* WHAT NEEDS TO BE DONE *
Copy each line of the following material that has the string "return".

(INPUT FOR THIS TASK)

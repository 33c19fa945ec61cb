/// Australian Company Number validator
///
/// 9 digits; weights [8,7,6,5,4,3,2,1] over the first eight, complement
/// check digit in position nine.
use crate::core::{PIType, ValidationOutcome, Validator};
use crate::utils::checksum::validate_acn;

pub struct AcnValidator;

impl AcnValidator {
    pub fn new() -> Self {
        Self
    }
}

impl Default for AcnValidator {
    fn default() -> Self {
        Self::new()
    }
}

impl Validator for AcnValidator {
    fn pi_type(&self) -> PIType {
        PIType::Acn
    }

    fn validate(&self, value: &str) -> ValidationOutcome {
        let digits: String = value.chars().filter(|c| c.is_ascii_digit()).collect();

        if digits.len() != 9 {
            return Err(format!("ACN must be 9 digits, got {}", digits.len()));
        }

        if validate_acn(&digits) {
            Ok(())
        } else {
            Err("ACN check digit mismatch".to_string())
        }
    }

    /// Canonical form: "XXX XXX XXX"
    fn normalize(&self, value: &str) -> String {
        let digits: String = value.chars().filter(|c| c.is_ascii_digit()).collect();

        if digits.len() != 9 {
            return digits;
        }

        format!("{} {} {}", &digits[0..3], &digits[3..6], &digits[6..9])
    }
}

#[cfg(test)]
mod tests {
    use super::*;

    #[test]
    fn test_valid_acn() {
        let validator = AcnValidator::new();
        assert!(validator.validate("000000019").is_ok());
        assert!(validator.validate("010 499 966").is_ok());
    }

    #[test]
    fn test_invalid_acn() {
        let validator = AcnValidator::new();
        assert!(validator.validate("000000018").is_err());
        assert!(validator.validate("1234").is_err());
    }

    #[test]
    fn test_normalize_round_trip() {
        let validator = AcnValidator::new();
        let normalized = validator.normalize("000000019");
        assert_eq!(normalized, "000 000 019");
        assert!(validator.validate(&normalized).is_ok());
    }
}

(End INPUT FOR THIS TASK)

* ANSWER FOR THE TASK *
            return Err(format!("ACN must be 9 digits, got {}", digits.len()));
            return digits;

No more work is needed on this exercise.